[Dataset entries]

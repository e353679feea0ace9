use anyhow::Result;
use chrono::{DateTime, Utc};
use clap::Parser;
use std::path::PathBuf;
use tracing::info;

use badge_engine::{config, db, job_board, BadgeEngine};

#[derive(Debug, Parser)]
#[command(
    author,
    version,
    about = "Run one expiry sweep over approved badges and exit"
)]
struct Args {
    /// Path to YAML config file
    #[arg(long, default_value = "config.yaml")]
    config: PathBuf,

    /// Sweep as of this RFC 3339 instant instead of the wall clock
    #[arg(long)]
    now: Option<DateTime<Utc>>,
}

#[tokio::main]
async fn main() -> Result<()> {
    tracing_subscriber::fmt()
        .with_env_filter(tracing_subscriber::EnvFilter::from_default_env())
        .with_target(false)
        .compact()
        .init();

    let args = Args::parse();
    let cfg = config::load(Some(&args.config))?;
    cfg.ensure_dirs()?;

    let pool = db::init_pool(&cfg.database_url()).await?;
    db::run_migrations(&pool).await?;

    let board = job_board::from_config(&cfg, &pool)?;
    let engine = BadgeEngine::new(pool, &cfg, board);

    let now = args.now.unwrap_or_else(Utc::now);
    let report = engine.sweep(now).await;
    info!(expired_count = report.expired_count, %now, "manual sweep complete");
    println!("{}", serde_json::to_string(&report)?);
    Ok(())
}
use chrono::{DateTime, Utc};
use serde::{Deserialize, Serialize};
use std::fmt;

/// Longest badge window a request may buy.
pub const MAX_DURATION_DAYS: i64 = 3650;

/// Visual promotion a recruiter can buy for one job posting.
#[derive(Debug, Clone, Copy, Serialize, Deserialize, PartialEq, Eq, Hash, PartialOrd, Ord)]
#[serde(rename_all = "snake_case")]
pub enum BadgeType {
    Urgent,
    Featured,
}

impl BadgeType {
    pub const ALL: [BadgeType; 2] = [BadgeType::Urgent, BadgeType::Featured];

    pub fn as_str(&self) -> &'static str {
        match self {
            BadgeType::Urgent => "urgent",
            BadgeType::Featured => "featured",
        }
    }

    pub fn parse(s: &str) -> Option<Self> {
        match s {
            "urgent" => Some(BadgeType::Urgent),
            "featured" => Some(BadgeType::Featured),
            _ => None,
        }
    }

    /// Name of the boolean column on the job record this badge drives.
    pub fn flag_field(&self) -> &'static str {
        match self {
            BadgeType::Urgent => "is_urgent",
            BadgeType::Featured => "is_featured",
        }
    }
}

impl fmt::Display for BadgeType {
    fn fmt(&self, f: &mut fmt::Formatter<'_>) -> fmt::Result {
        f.write_str(self.as_str())
    }
}

/// Lifecycle state of a ledger row. Only ever moves forward:
/// `pending -> approved -> expired` or `pending -> rejected`.
#[derive(Debug, Clone, Copy, Serialize, Deserialize, PartialEq, Eq, Hash)]
#[serde(rename_all = "snake_case")]
pub enum RequestStatus {
    Pending,
    Approved,
    Rejected,
    Expired,
}

impl RequestStatus {
    pub fn as_str(&self) -> &'static str {
        match self {
            RequestStatus::Pending => "pending",
            RequestStatus::Approved => "approved",
            RequestStatus::Rejected => "rejected",
            RequestStatus::Expired => "expired",
        }
    }

    pub fn parse(s: &str) -> Option<Self> {
        match s {
            "pending" => Some(RequestStatus::Pending),
            "approved" => Some(RequestStatus::Approved),
            "rejected" => Some(RequestStatus::Rejected),
            "expired" => Some(RequestStatus::Expired),
            _ => None,
        }
    }

    pub fn can_transition_to(&self, next: RequestStatus) -> bool {
        matches!(
            (self, next),
            (RequestStatus::Pending, RequestStatus::Approved)
                | (RequestStatus::Pending, RequestStatus::Rejected)
                | (RequestStatus::Approved, RequestStatus::Expired)
        )
    }
}

impl fmt::Display for RequestStatus {
    fn fmt(&self, f: &mut fmt::Formatter<'_>) -> fmt::Result {
        f.write_str(self.as_str())
    }
}

#[derive(Debug, Clone, Copy, Serialize, Deserialize, PartialEq, Eq)]
#[serde(rename_all = "snake_case")]
pub enum PaymentStatus {
    Pending,
    Completed,
    Refunded,
}

impl PaymentStatus {
    pub fn as_str(&self) -> &'static str {
        match self {
            PaymentStatus::Pending => "pending",
            PaymentStatus::Completed => "completed",
            PaymentStatus::Refunded => "refunded",
        }
    }

    pub fn parse(s: &str) -> Option<Self> {
        match s {
            "pending" => Some(PaymentStatus::Pending),
            "completed" => Some(PaymentStatus::Completed),
            "refunded" => Some(PaymentStatus::Refunded),
            _ => None,
        }
    }
}

/// One promotion purchase attempt and its audit trail.
#[derive(Debug, Clone, Serialize, Deserialize, PartialEq, Eq)]
pub struct BadgeRequest {
    pub id: String,
    pub job_id: String,
    pub recruiter_id: String,
    pub company_id: String,
    pub badge_type: BadgeType,
    pub price: i64,
    pub duration_days: i64,
    pub payment_method: Option<String>,
    pub payment_reference: Option<String>,
    pub payment_status: PaymentStatus,
    pub status: RequestStatus,
    pub starts_at: Option<DateTime<Utc>>,
    pub ends_at: Option<DateTime<Utc>>,
    pub approved_by: Option<String>,
    pub admin_notes: Option<String>,
    pub rejection_reason: Option<String>,
    pub created_at: DateTime<Utc>,
}

impl BadgeRequest {
    /// Whether this row alone makes the job's flag true at `now`.
    pub fn is_live_at(&self, now: DateTime<Utc>) -> bool {
        if self.status != RequestStatus::Approved {
            return false;
        }
        match (self.starts_at, self.ends_at) {
            (Some(start), Some(end)) => start <= now && now < end,
            _ => false,
        }
    }
}

/// Facts supplied by the external payment integration.
#[derive(Debug, Clone, Serialize, Deserialize, PartialEq, Eq)]
pub struct PaymentFacts {
    #[serde(default)]
    pub method: Option<String>,
    #[serde(default)]
    pub reference: Option<String>,
    pub status: PaymentStatus,
}

/// Input to `ledger::create_request`.
#[derive(Debug, Clone, Serialize, Deserialize)]
pub struct NewBadgeRequest {
    pub job_id: String,
    pub recruiter_id: String,
    pub company_id: String,
    pub badge_type: BadgeType,
    pub price: i64,
    /// Falls back to the tier's canonical duration when absent.
    #[serde(default)]
    pub duration_days: Option<i64>,
    pub payment: PaymentFacts,
}

#[derive(Debug, Clone, Copy, Serialize, Deserialize, PartialEq, Eq)]
pub struct Eligibility {
    pub can_request: bool,
    pub active_count: i64,
    pub max_allowed: i64,
    pub remaining: i64,
}

impl Eligibility {
    pub fn from_counts(active_count: i64, max_allowed: i64) -> Self {
        Self {
            can_request: active_count < max_allowed,
            active_count,
            max_allowed,
            remaining: (max_allowed - active_count).max(0),
        }
    }
}

#[derive(Debug, Clone, Copy, Default, Serialize, Deserialize, PartialEq, Eq)]
pub struct SweepReport {
    pub expired_count: u64,
}

#[derive(Debug, Clone, Copy, Default, Serialize, Deserialize, PartialEq, Eq)]
pub struct ReconcileReport {
    pub checked: u64,
    pub repaired: u64,
    pub failed: u64,
}

/// Filters for the moderation queue and recruiter history views.
#[derive(Debug, Clone, Default, Serialize, Deserialize)]
pub struct RequestFilter {
    #[serde(default)]
    pub status: Option<RequestStatus>,
    #[serde(default)]
    pub recruiter_id: Option<String>,
    #[serde(default)]
    pub job_id: Option<String>,
    #[serde(default)]
    pub limit: Option<i64>,
}

#[derive(Debug, Clone, Copy, Serialize, Deserialize, PartialEq, Eq)]
#[serde(rename_all = "snake_case")]
pub enum EventKind {
    RequestCreated,
    RequestApproved,
    RequestRejected,
    RequestExpired,
}

impl EventKind {
    pub fn as_str(&self) -> &'static str {
        match self {
            EventKind::RequestCreated => "request_created",
            EventKind::RequestApproved => "request_approved",
            EventKind::RequestRejected => "request_rejected",
            EventKind::RequestExpired => "request_expired",
        }
    }

    pub fn parse(s: &str) -> Option<Self> {
        match s {
            "request_created" => Some(EventKind::RequestCreated),
            "request_approved" => Some(EventKind::RequestApproved),
            "request_rejected" => Some(EventKind::RequestRejected),
            "request_expired" => Some(EventKind::RequestExpired),
            _ => None,
        }
    }
}

/// State-change notification handed to the notification layer.
#[derive(Debug, Clone, Serialize, Deserialize, PartialEq, Eq)]
pub struct BadgeEvent {
    pub kind: EventKind,
    pub request_id: String,
    pub job_id: String,
    pub recruiter_id: String,
    pub badge_type: BadgeType,
    pub status: RequestStatus,
    #[serde(default, skip_serializing_if = "Option::is_none")]
    pub reason: Option<String>,
    pub occurred_at: DateTime<Utc>,
}

impl BadgeEvent {
    pub fn for_request(kind: EventKind, req: &BadgeRequest, occurred_at: DateTime<Utc>) -> Self {
        let reason = match kind {
            EventKind::RequestRejected => req.rejection_reason.clone(),
            _ => None,
        };
        Self {
            kind,
            request_id: req.id.clone(),
            job_id: req.job_id.clone(),
            recruiter_id: req.recruiter_id.clone(),
            badge_type: req.badge_type,
            status: req.status,
            reason,
            occurred_at,
        }
    }
}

> _What is needed_
Work out how many lines of the data above hold the word "Hash", and write only the count.

> _Result of the task_
2